Exercise prompt: For the string "again", state the number of lines in the data that contain it, and nothing else.

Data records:
=== Section Start ===
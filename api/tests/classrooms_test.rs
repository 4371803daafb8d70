mod helpers;

use api::auth::generate_jwt;
use axum::{
    body::Body,
    http::{Request, StatusCode},
};
use db::models::{attendance_record, attendance_session, classroom, enrollment, user};
use serde_json::json;
use tower::ServiceExt;

use helpers::{body_json, make_test_app};

fn request(method: &str, uri: &str, token: &str, body: Option<serde_json::Value>) -> Request<Body> {
    let builder = Request::builder()
        .method(method)
        .uri(uri)
        .header("Authorization", format!("Bearer {token}"));
    match body {
        Some(v) => builder
            .header("Content-Type", "application/json")
            .body(Body::from(v.to_string()))
            .unwrap(),
        None => builder.body(Body::empty()).unwrap(),
    }
}

#[tokio::test]
async fn create_list_and_archive_a_classroom() {
    let (app, db) = make_test_app().await;
    let grace = user::Model::create(&db, "grace@example.com", "Grace").await.unwrap();
    let (token, _) = generate_jwt(grace.id);

    // Create: the instructor gets the join code back.
    let resp = app
        .clone()
        .oneshot(request(
            "POST",
            "/api/classrooms",
            &token,
            Some(json!({ "name": "Systems 301", "term": "Fall 2026" })),
        ))
        .await
        .unwrap();
    assert_eq!(resp.status(), StatusCode::CREATED);
    let created = body_json(resp).await;
    assert_eq!(created["data"]["role"], "instructor");
    let classroom_id = created["data"]["id"].as_i64().unwrap();
    let join_code = created["data"]["join_code"].as_str().unwrap().to_owned();
    assert_eq!(join_code.len(), 6);

    // Listed with the instructor role.
    let resp = app
        .clone()
        .oneshot(request("GET", "/api/classrooms", &token, None))
        .await
        .unwrap();
    let listed = body_json(resp).await;
    let rooms = listed["data"].as_array().unwrap();
    assert_eq!(rooms.len(), 1);
    assert_eq!(rooms[0]["id"], classroom_id);
    assert_eq!(rooms[0]["instructor_name"], "Grace");

    // Archive, then the listing is empty and the join code is dead.
    let uri = format!("/api/classrooms/{classroom_id}");
    let resp = app
        .clone()
        .oneshot(request("DELETE", &uri, &token, None))
        .await
        .unwrap();
    assert_eq!(resp.status(), StatusCode::OK);

    let resp = app
        .clone()
        .oneshot(request("GET", "/api/classrooms", &token, None))
        .await
        .unwrap();
    let listed = body_json(resp).await;
    assert!(listed["data"].as_array().unwrap().is_empty());

    let ada = user::Model::create(&db, "ada@example.com", "Ada").await.unwrap();
    let (ada_token, _) = generate_jwt(ada.id);
    let resp = app
        .clone()
        .oneshot(request(
            "POST",
            "/api/classrooms/join",
            &ada_token,
            Some(json!({ "code": join_code })),
        ))
        .await
        .unwrap();
    assert_eq!(resp.status(), StatusCode::NOT_FOUND);
}

#[tokio::test]
async fn joining_with_a_code_enrolls_once() {
    let (app, db) = make_test_app().await;
    let grace = user::Model::create(&db, "grace@example.com", "Grace").await.unwrap();
    let ada = user::Model::create(&db, "ada@example.com", "Ada").await.unwrap();
    let room = db::models::classroom::Model::create(&db, "Systems 301", None, None, grace.id)
        .await
        .unwrap();

    let (token, _) = generate_jwt(ada.id);
    let body = json!({
        "code": room.join_code,
        "student_number": "u100",
        "major": "CS",
        "graduation_year": 2028
    });

    let resp = app
        .clone()
        .oneshot(request("POST", "/api/classrooms/join", &token, Some(body.clone())))
        .await
        .unwrap();
    assert_eq!(resp.status(), StatusCode::OK);
    let joined = body_json(resp).await;
    assert_eq!(joined["data"]["role"], "student");
    // Students never see the join code.
    assert!(joined["data"]["join_code"].is_null());
    assert_eq!(joined["data"]["instructor_name"], "Grace");

    // Joining again is rejected.
    let resp = app
        .clone()
        .oneshot(request("POST", "/api/classrooms/join", &token, Some(body)))
        .await
        .unwrap();
    assert_eq!(resp.status(), StatusCode::BAD_REQUEST);
    let repeat = body_json(resp).await;
    assert_eq!(repeat["message"], "already enrolled in this classroom");

    // Unknown codes are a 404.
    let resp = app
        .clone()
        .oneshot(request(
            "POST",
            "/api/classrooms/join",
            &token,
            Some(json!({ "code": "NOPE99" })),
        ))
        .await
        .unwrap();
    assert_eq!(resp.status(), StatusCode::NOT_FOUND);
}

#[tokio::test]
async fn roster_management_is_instructor_only() {
    let (app, db) = make_test_app().await;
    let grace = user::Model::create(&db, "grace@example.com", "Grace").await.unwrap();
    let room = db::models::classroom::Model::create(&db, "Systems 301", None, None, grace.id)
        .await
        .unwrap();

    let (token, _) = generate_jwt(grace.id);
    let uri = format!("/api/classrooms/{}/roster", room.id);

    // Instructor adds a student by email; the user row is created on demand.
    let resp = app
        .clone()
        .oneshot(request(
            "POST",
            &uri,
            &token,
            Some(json!({
                "email": "bob@example.com",
                "name": "Bob",
                "student_number": "u200",
                "major": "Physics"
            })),
        ))
        .await
        .unwrap();
    assert_eq!(resp.status(), StatusCode::CREATED);
    let added = body_json(resp).await;
    assert_eq!(added["data"]["name"], "Bob");
    assert_eq!(added["data"]["student_number"], "u200");

    // Duplicate student numbers within the classroom are rejected.
    let resp = app
        .clone()
        .oneshot(request(
            "POST",
            &uri,
            &token,
            Some(json!({
                "email": "cam@example.com",
                "name": "Cam",
                "student_number": "u200"
            })),
        ))
        .await
        .unwrap();
    assert_eq!(resp.status(), StatusCode::BAD_REQUEST);

    // The roster lists the one successful enrollment.
    let resp = app
        .clone()
        .oneshot(request("GET", &uri, &token, None))
        .await
        .unwrap();
    assert_eq!(resp.status(), StatusCode::OK);
    let roster = body_json(resp).await;
    assert_eq!(roster["data"].as_array().unwrap().len(), 1);

    // Students cannot read or mutate the roster.
    let bob = user::Model::find_by_email(&db, "bob@example.com")
        .await
        .unwrap()
        .unwrap();
    let (bob_token, _) = generate_jwt(bob.id);
    let resp = app
        .clone()
        .oneshot(request("GET", &uri, &bob_token, None))
        .await
        .unwrap();
    assert_eq!(resp.status(), StatusCode::FORBIDDEN);
}

#[tokio::test]
async fn removing_a_student_keeps_their_records() {
    let (app, db) = make_test_app().await;
    let grace = user::Model::create(&db, "grace@example.com", "Grace").await.unwrap();
    let room = classroom::Model::create(&db, "Systems 301", None, None, grace.id)
        .await
        .unwrap();
    let ada = user::Model::create(&db, "ada@example.com", "Ada").await.unwrap();
    enrollment::Model::enroll(&db, room.id, ada.id, Some("u100"), None, None)
        .await
        .unwrap();
    let session = attendance_session::Model::create(&db, room.id, grace.id, Some("X7K2"))
        .await
        .unwrap();
    attendance_record::Model::check_in(&db, session.id, ada.id, "X7K2")
        .await
        .unwrap();

    let (token, _) = generate_jwt(grace.id);
    let uri = format!("/api/classrooms/{}/roster/{}", room.id, ada.id);

    // Students cannot remove anyone, including themselves.
    let (ada_token, _) = generate_jwt(ada.id);
    let resp = app
        .clone()
        .oneshot(request("DELETE", &uri, &ada_token, None))
        .await
        .unwrap();
    assert_eq!(resp.status(), StatusCode::FORBIDDEN);

    let resp = app
        .clone()
        .oneshot(request("DELETE", &uri, &token, None))
        .await
        .unwrap();
    assert_eq!(resp.status(), StatusCode::OK);

    // The roster is empty, but the attendance record survives.
    let roster_uri = format!("/api/classrooms/{}/roster", room.id);
    let resp = app
        .clone()
        .oneshot(request("GET", &roster_uri, &token, None))
        .await
        .unwrap();
    let roster = body_json(resp).await;
    assert!(roster["data"].as_array().unwrap().is_empty());
    assert_eq!(
        attendance_record::Model::count_for_session(&db, session.id)
            .await
            .unwrap(),
        1
    );

    // Removing again is a no-op; a user id with no row is a 404.
    let resp = app
        .clone()
        .oneshot(request("DELETE", &uri, &token, None))
        .await
        .unwrap();
    assert_eq!(resp.status(), StatusCode::OK);

    let uri = format!("/api/classrooms/{}/roster/999", room.id);
    let resp = app
        .clone()
        .oneshot(request("DELETE", &uri, &token, None))
        .await
        .unwrap();
    assert_eq!(resp.status(), StatusCode::NOT_FOUND);
}

#[tokio::test]
async fn classroom_creation_is_validated_and_authenticated() {
    let (app, db) = make_test_app().await;
    let grace = user::Model::create(&db, "grace@example.com", "Grace").await.unwrap();
    let (token, _) = generate_jwt(grace.id);

    // Empty name fails validation.
    let resp = app
        .clone()
        .oneshot(request(
            "POST",
            "/api/classrooms",
            &token,
            Some(json!({ "name": "" })),
        ))
        .await
        .unwrap();
    assert_eq!(resp.status(), StatusCode::BAD_REQUEST);

    // No token at all.
    let resp = app
        .clone()
        .oneshot(
            Request::builder()
                .method("GET")
                .uri("/api/classrooms")
                .body(Body::empty())
                .unwrap(),
        )
        .await
        .unwrap();
    assert_eq!(resp.status(), StatusCode::UNAUTHORIZED);
}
=== Section End ===
Output for this exercise: 2